Smithers' Administrator v. Schmitt

Reversing.

On November 15, 1925, Mrs. Kate Smithers died intestate, a resident of Bullitt county, Ky., leaving surviving her as her sole heirs at law Susie Smithers McCormick, Kora Smithers Leaman, and Phillip Smithers. On March 8, 1926, Kora Smithers Leaman qualified as the administratrix of her mother, gave bond, and took into her possession all the personal property of the deceased. On July 5, 1931, Kora Smithers Leaman died intestate a resident of Jefferson county, leaving surviving two daughters, Louise Leaman Schmitt and Eva Leaman Carlton. Thereafter in 1931, Jasper Hagan was duly appointed by the Jefferson county court administrator of the estate of Kora Smithers Leaman and gave bond. On October 21, 1932, J.E. Chappel was appointed administrator de bonis non of the estate of Kate Smithers, deceased, by the Bullitt county court and duly qualified. On October 21, 1932, this action was filed by J.E. Chappel as administrator de bonis non, Susie Smithers McCormick and her husband, and Phillip Smithers against Louise Leaman Schmitt, Eva Leaman Carlton, and their husbands, and Jasper Hagan, as administrator of the estate of Kora Smithers Leaman. It was alleged in the petition, in addition to the facts above stated, that Kate Smithers owned at her death personal property of the value of $1,035.43, also other personal property, the value of which was unknown to *Page 697 the plaintiffs; that Kate Smithers Leaman as administratrix of her mother's estate had made no settlement of her accounts and had not accounted to the plaintiffs Susie Smithers McCormick and Phillip Smithers, who were each entitled to one-third of the estate after the debts were paid. They prayed that the personal representatives of Kora Leaman be required to settle her accounts as personal representative of Kate Smithers before the master commissioner and that the action be referred to the commissioner to report, and for an account and settlement of the estate, and for all proper relief.

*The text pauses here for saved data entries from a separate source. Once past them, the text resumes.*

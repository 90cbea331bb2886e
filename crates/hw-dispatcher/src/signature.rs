//! Payload signing and delivery ids

use std::fmt;
use std::str::FromStr;

use base64::{engine::general_purpose::STANDARD, Engine};
use hmac::{Hmac, Mac};
use rand::RngCore;
use sha2::{Sha256, Sha384, Sha512};

use crate::DeliveryError;

type HmacSha256 = Hmac<Sha256>;
type HmacSha384 = Hmac<Sha384>;
type HmacSha512 = Hmac<Sha512>;

/// HMAC digest used for `X-Webhook-Signature`
#[derive(Debug, Clone, Copy, Default, PartialEq, Eq)]
pub enum SignatureAlgorithm {
    #[default]
    Sha256,
    Sha384,
    Sha512,
}

impl SignatureAlgorithm {
    pub fn as_str(&self) -> &'static str {
        match self {
            SignatureAlgorithm::Sha256 => "sha256",
            SignatureAlgorithm::Sha384 => "sha384",
            SignatureAlgorithm::Sha512 => "sha512",
        }
    }

    fn mac(&self, payload: &[u8], secret: &[u8]) -> Result<Vec<u8>, DeliveryError> {
        let key_error = |e: hmac::digest::InvalidLength| DeliveryError::Config(format!("Invalid signing key: {}", e));

        Ok(match self {
            SignatureAlgorithm::Sha256 => {
                let mut mac = HmacSha256::new_from_slice(secret).map_err(key_error)?;
                mac.update(payload);
                mac.finalize().into_bytes().to_vec()
            }
            SignatureAlgorithm::Sha384 => {
                let mut mac = HmacSha384::new_from_slice(secret).map_err(key_error)?;
                mac.update(payload);
                mac.finalize().into_bytes().to_vec()
            }
            SignatureAlgorithm::Sha512 => {
                let mut mac = HmacSha512::new_from_slice(secret).map_err(key_error)?;
                mac.update(payload);
                mac.finalize().into_bytes().to_vec()
            }
        })
    }

    /// Base64 HMAC of the exact body bytes
    pub fn sign(&self, payload: &[u8], secret: &str) -> Result<String, DeliveryError> {
        Ok(STANDARD.encode(self.mac(payload, secret.as_bytes())?))
    }

    /// Check a received signature the way a receiver would
    pub fn verify(&self, payload: &[u8], secret: &str, signature: &str) -> bool {
        let Ok(expected) = STANDARD.decode(signature) else {
            return false;
        };

        let key = secret.as_bytes();
        match self {
            SignatureAlgorithm::Sha256 => HmacSha256::new_from_slice(key)
                .map(|mut mac| {
                    mac.update(payload);
                    mac.verify_slice(&expected).is_ok()
                })
                .unwrap_or(false),
            SignatureAlgorithm::Sha384 => HmacSha384::new_from_slice(key)
                .map(|mut mac| {
                    mac.update(payload);
                    mac.verify_slice(&expected).is_ok()
                })
                .unwrap_or(false),
            SignatureAlgorithm::Sha512 => HmacSha512::new_from_slice(key)
                .map(|mut mac| {
                    mac.update(payload);
                    mac.verify_slice(&expected).is_ok()
                })
                .unwrap_or(false),
        }
    }
}

impl FromStr for SignatureAlgorithm {
    type Err = DeliveryError;

    fn from_str(s: &str) -> Result<Self, Self::Err> {
        match s.to_ascii_lowercase().as_str() {
            "sha256" => Ok(SignatureAlgorithm::Sha256),
            "sha384" => Ok(SignatureAlgorithm::Sha384),
            "sha512" => Ok(SignatureAlgorithm::Sha512),
            other => Err(DeliveryError::Config(format!("Unsupported signature algorithm: {}", other))),
        }
    }
}

impl fmt::Display for SignatureAlgorithm {
    fn fmt(&self, f: &mut fmt::Formatter<'_>) -> fmt::Result {
        f.write_str(self.as_str())
    }
}

/// Tracing id for one delivery attempt.
///
/// Derived from the webhook id and the current second, so two attempts for
/// the same webhook within one second share an id. Not a security token.
pub fn delivery_id(webhook_id: &str, unix_secs: i64, salt: &str) -> String {
    let mut mac = match HmacSha256::new_from_slice(salt.as_bytes()) {
        Ok(mac) => mac,
        // HMAC accepts keys of any length
        Err(_) => return format!("{}-{}", webhook_id, unix_secs),
    };
    mac.update(format!("{}{}", webhook_id, unix_secs).as_bytes());

    let mut id = hex::encode(mac.finalize().into_bytes());
    id.truncate(32);
    id
}

/// Random per-process salt
pub fn generate_salt() -> String {
    let mut bytes = [0u8; 32];
    rand::thread_rng().fill_bytes(&mut bytes);
    hex::encode(bytes)
}

#[cfg(test)]
mod tests {
    use super::*;

    #[test]
    fn test_known_sha256_signature() {
        // RFC 4231 test case 2
        let mac = SignatureAlgorithm::Sha256
            .mac(b"what do ya want for nothing?", b"Jefe")
            .unwrap();
        assert_eq!(
            hex::encode(mac),
            "5bdcc146bf60754e6a042426089575c75a003f089d2739839dec58b964ec3843"
        );
    }

    #[test]
    fn test_sign_verify_all_algorithms() {
        let body = br#"{"id":42,"status":"processing"}"#;
        for algorithm in [SignatureAlgorithm::Sha256, SignatureAlgorithm::Sha384, SignatureAlgorithm::Sha512] {
            let signature = algorithm.sign(body, "s3cr3t").unwrap();
            assert!(algorithm.verify(body, "s3cr3t", &signature));
            assert!(!algorithm.verify(body, "other", &signature));
            assert!(!algorithm.verify(b"{}", "s3cr3t", &signature));
        }
    }

    #[test]
    fn test_signature_lengths() {
        let sig = |a: SignatureAlgorithm| STANDARD.decode(a.sign(b"x", "k").unwrap()).unwrap().len();
        assert_eq!(sig(SignatureAlgorithm::Sha256), 32);
        assert_eq!(sig(SignatureAlgorithm::Sha384), 48);
        assert_eq!(sig(SignatureAlgorithm::Sha512), 64);
    }

    #[test]
    fn test_parse_algorithm() {
        assert_eq!("SHA512".parse::<SignatureAlgorithm>().unwrap(), SignatureAlgorithm::Sha512);
        assert!("md5".parse::<SignatureAlgorithm>().is_err());
    }

    #[test]
    fn test_delivery_id_shape_and_granularity() {
        let a = delivery_id("7", 1_714_557_600, "salt");
        let b = delivery_id("7", 1_714_557_601, "salt");
        let c = delivery_id("7", 1_714_557_600, "salt");

        assert_eq!(a.len(), 32);
        assert!(a.chars().all(|c| c.is_ascii_hexdigit()));
        assert_ne!(a, b);
        assert_eq!(a, c);
        assert_ne!(a, delivery_id("7", 1_714_557_600, "other-salt"));
    }

    #[test]
    fn test_generated_salts_differ() {
        assert_ne!(generate_salt(), generate_salt());
    }
}
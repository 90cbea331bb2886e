//! Listener Registry Tests
//!
//! Tests for:
//! - One delivery job per published, subscribed webhook
//! - Idempotent binding
//! - Enqueue failures staying inside the registry
//! - Bootstrap from the registry reader

use std::collections::BTreeMap;
use std::sync::Arc;

use async_trait::async_trait;
use chrono::{TimeZone, Utc};
use hw_common::{DeliveryJob, Topic, WebhookConfig, WebhookStatus};
use hw_events::{
    Entity, ListenerRegistry, NoOrderDetails, Occurrence, Order, OrderDetails, OrderTotals, Product, DELIVER_TASK,
};
use hw_queue::{DeliveryQueue, QueueError, TaskArgs};
use hw_store::{MemoryWebhookStore, RegistryReader, StoredWebhook};
use parking_lot::Mutex;
use serde_json::json;

/// Records enqueued tasks; optionally refuses them
#[derive(Default)]
struct RecordingQueue {
    tasks: Mutex<Vec<(String, TaskArgs, String)>>,
    reject: bool,
}

impl RecordingQueue {
    fn rejecting() -> Self {
        Self {
            reject: true,
            ..Default::default()
        }
    }

    fn jobs(&self) -> Vec<DeliveryJob> {
        self.tasks
            .lock()
            .iter()
            .map(|(_, args, _)| DeliveryJob::from_task_args(args.clone()).unwrap())
            .collect()
    }
}

#[async_trait]
impl DeliveryQueue for RecordingQueue {
    fn identifier(&self) -> &str {
        "recording"
    }

    async fn enqueue(&self, task_name: &str, args: TaskArgs, queue_name: &str) -> hw_queue::Result<String> {
        if self.reject {
            return Err(QueueError::Enqueue("queue store unavailable".to_string()));
        }
        let mut tasks = self.tasks.lock();
        tasks.push((task_name.to_string(), args, queue_name.to_string()));
        Ok(format!("task-{}", tasks.len()))
    }
}

fn topic(s: &str) -> Topic {
    s.parse().unwrap()
}

fn webhook(id: &str, topics: &[&str], status: WebhookStatus) -> WebhookConfig {
    WebhookConfig {
        id: id.to_string(),
        delivery_url: format!("https://receiver.example.com/{}", id),
        secret: format!("secret-{}", id),
        topics: topics.iter().map(|t| topic(t)).collect(),
        status,
        failure_count: 0,
    }
}

fn details() -> Arc<dyn OrderDetails> {
    Arc::new(NoOrderDetails)
}

fn order(id: u64) -> Order {
    Order {
        id,
        number: id.to_string(),
        status: "processing".to_string(),
        currency: "EUR".to_string(),
        customer_id: None,
        billing: Default::default(),
        shipping: Default::default(),
        payment_method: "card".to_string(),
        line_items: Vec::new(),
        totals: OrderTotals {
            total: "45.00".to_string(),
            ..Default::default()
        },
        date_created: Utc.with_ymd_and_hms(2024, 5, 1, 9, 0, 0).unwrap(),
        date_modified: None,
        date_paid: None,
    }
}

fn product(id: u64) -> Product {
    Product {
        id,
        name: "Notebook".to_string(),
        slug: "notebook".to_string(),
        sku: None,
        product_type: "simple".to_string(),
        status: "publish".to_string(),
        regular_price: "8.00".to_string(),
        sale_price: None,
        stock_quantity: Some(12),
        categories: Vec::new(),
        tags: Vec::new(),
        attributes: BTreeMap::new(),
        permalink: None,
        date_created: Utc.with_ymd_and_hms(2024, 1, 1, 0, 0, 0).unwrap(),
        date_modified: None,
    }
}

#[tokio::test]
async fn test_order_created_enqueues_one_job() {
    let queue = Arc::new(RecordingQueue::default());
    let mut registry = ListenerRegistry::new(queue.clone(), "webhooks", details());
    registry.bind(&[webhook("7", &["order.created"], WebhookStatus::Published)]);

    let at = Utc.with_ymd_and_hms(2024, 5, 1, 10, 0, 0).unwrap();
    let report = registry
        .publish_at(&Occurrence::created(Entity::Order(order(42))), at)
        .await;

    assert_eq!(report.topic, Some(topic("order.created")));
    assert_eq!(report.enqueued, vec!["task-1".to_string()]);
    assert!(report.failed.is_empty());

    let tasks = queue.tasks.lock().clone();
    assert_eq!(tasks[0].0, DELIVER_TASK);
    assert_eq!(tasks[0].2, "webhooks");

    let jobs = queue.jobs();
    assert_eq!(jobs.len(), 1);
    assert_eq!(jobs[0].webhook_id, "7");
    assert_eq!(jobs[0].topic, topic("order.created"));
    assert_eq!(jobs[0].payload["id"], 42);
    assert_eq!(jobs[0].payload["status"], "processing");
    assert_eq!(jobs[0].payload["totals"]["total"], "45.00");
    assert_eq!(jobs[0].triggered_at, "2024-05-01T10:00:00Z");
}

#[tokio::test]
async fn test_two_subscribers_get_identical_payloads() {
    let queue = Arc::new(RecordingQueue::default());
    let mut registry = ListenerRegistry::new(queue.clone(), "webhooks", details());
    registry.bind(&[
        webhook("1", &["product.updated"], WebhookStatus::Published),
        webhook("2", &["product.updated", "product.deleted"], WebhookStatus::Published),
    ]);

    let report = registry
        .publish(&Occurrence::updated(Entity::Product(product(3))))
        .await;
    assert_eq!(report.enqueued.len(), 2);

    let jobs = queue.jobs();
    let ids: Vec<&str> = jobs.iter().map(|j| j.webhook_id.as_str()).collect();
    assert_eq!(ids, vec!["1", "2"]);
    assert_eq!(jobs[0].payload, jobs[1].payload);
}

#[tokio::test]
async fn test_drafts_and_unsubscribed_receive_nothing() {
    let queue = Arc::new(RecordingQueue::default());
    let mut registry = ListenerRegistry::new(queue.clone(), "webhooks", details());
    registry.bind(&[
        webhook("1", &["order.created"], WebhookStatus::Draft),
        webhook("2", &["order.updated"], WebhookStatus::Published),
    ]);

    assert!(!registry.is_bound(&topic("order.created")));
    let report = registry
        .publish(&Occurrence::created(Entity::Order(order(1))))
        .await;

    assert!(report.enqueued.is_empty());
    assert!(queue.jobs().is_empty());
}

#[tokio::test]
async fn test_bind_twice_does_not_duplicate() {
    let queue = Arc::new(RecordingQueue::default());
    let mut registry = ListenerRegistry::new(queue.clone(), "webhooks", details());
    let webhooks = vec![webhook("7", &["order.created", "order.updated"], WebhookStatus::Published)];

    assert_eq!(registry.bind(&webhooks), 2);
    assert_eq!(registry.bind(&webhooks), 0);
    assert_eq!(registry.subscribers(&topic("order.created")), ["7".to_string()]);

    registry
        .publish(&Occurrence::created(Entity::Order(order(1))))
        .await;
    assert_eq!(queue.jobs().len(), 1);
}

#[tokio::test]
async fn test_reset_then_rebind() {
    let queue = Arc::new(RecordingQueue::default());
    let mut registry = ListenerRegistry::new(queue, "webhooks", details());
    registry.bind(&[webhook("7", &["coupon.created"], WebhookStatus::Published)]);
    assert!(registry.is_bound(&topic("coupon.created")));

    registry.reset();
    assert!(!registry.is_bound(&topic("coupon.created")));

    registry.bind(&[webhook("8", &["coupon.deleted"], WebhookStatus::Published)]);
    assert!(registry.is_bound(&topic("coupon.deleted")));
    assert!(registry.subscribers(&topic("coupon.created")).is_empty());
}

#[tokio::test]
async fn test_enqueue_failure_is_reported_not_raised() {
    let queue = Arc::new(RecordingQueue::rejecting());
    let mut registry = ListenerRegistry::new(queue, "webhooks", details());
    registry.bind(&[webhook("7", &["order.created"], WebhookStatus::Published)]);

    let report = registry
        .publish(&Occurrence::created(Entity::Order(order(1))))
        .await;
    assert!(report.enqueued.is_empty());
    assert_eq!(report.failed, vec!["7".to_string()]);
}

#[tokio::test]
async fn test_deleted_occurrence_carries_snapshot() {
    let queue = Arc::new(RecordingQueue::default());
    let mut registry = ListenerRegistry::new(queue.clone(), "webhooks", details());
    registry.bind(&[webhook("7", &["product.deleted"], WebhookStatus::Published)]);

    registry
        .publish(&Occurrence::deleted(3, Entity::Product(product(3))))
        .await;

    let jobs = queue.jobs();
    assert_eq!(jobs[0].payload["id"], 3);
    assert_eq!(jobs[0].payload["deleted"], true);
    assert_eq!(jobs[0].payload["name"], "Notebook");
}

#[tokio::test]
async fn test_bootstrap_binds_published_and_migrates_legacy_topics() {
    let store = Arc::new(MemoryWebhookStore::with_records(vec![
        StoredWebhook {
            id: "7".to_string(),
            delivery_url: "https://receiver.example.com/7".to_string(),
            secret: "s".to_string(),
            topics: vec![json!({"value": "order_created"})],
            status: WebhookStatus::Published,
            failure_count: 0,
        },
        StoredWebhook {
            id: "8".to_string(),
            delivery_url: "https://receiver.example.com/8".to_string(),
            secret: "s".to_string(),
            topics: vec![json!("order_created")],
            status: WebhookStatus::Draft,
            failure_count: 0,
        },
    ]));
    let reader = RegistryReader::new(store.clone());
    let queue = Arc::new(RecordingQueue::default());

    let registry = ListenerRegistry::bootstrap(&reader, queue, "webhooks", details())
        .await
        .unwrap();

    assert_eq!(registry.subscribers(&topic("order.created")), ["7".to_string()]);
    assert_eq!(registry.queue_name(), "webhooks");
    assert_eq!(registry.queue_backend(), "recording");
    assert_eq!(store.topic_save_count(), 1);
}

The defendants demurred to the petition generally and also specially for the want of jurisdiction in the Bullitt circuit court. The court overruled the demurrer. Later the defendants entered a motion to set aside the order of the previous term overruling the demurrer to the petition, and on April 14, 1933, the court entered an order reciting that the motion had been taken under submission, and concluding with these words:

"And the above styled action coming on to be heard and the testimony of the plaintiffs being heard and the court being advised, it is ordered by the court, that the special demurrer of the defendants, Jasper Hagan, Administrator of the estate of Korah Leaman, deceased, Eva Leaman Carlton and Joseph Carlton, her husband, be and the same is hereby sustained by the court that the general demurrer of the defendants, Jasper Hagan, Administrator of the estate of Korah Leaman, deceased, be and the same is hereby sustained, to which the plaintiffs except, and it is further ordered by the court that the above styled action be and the same is hereby dismissed at the plaintiffs' cost, to all of which plaintiffs except and pray an appeal to the Court of Appeals, which is granted."

The case is before us on the plaintiff's appeal. The record does not contain any evidence heard by the circuit court, and it is insisted that the judgment must be affirmed for this reason.

A demurrer admits the truth of all the allegations in the pleadings demurred to. No evidence can be considered on a demurrer. The only question is this, Does the pleading state a cause of action when all of the facts *Page 698 alleged in it are admitted to be true? If the evidence introduced before the circuit court had been brought here, it would have thrown no light on this question, and therefore the omission of this evidence from the record is wholly immaterial. Louisville N. R. Co. v. Stewart, 163 Ky. 164, 173 S.W. 757; Thraves v. Bankers' Oil Co., 196 Ky. 362, 244 S.W. 698; Newman on Pleading, sec. 540. The only question is, did the petition state a cause of action? By section 65 of the Civil Code of Practice it is provided as follows:

"An action to settle the estate of a deceased person * * * must be brought in the county in which such personal representative * * * qualified, and for the purpose of a settlement of such estates, such personal representative * * * shall have the same power to sue as had the deceased person."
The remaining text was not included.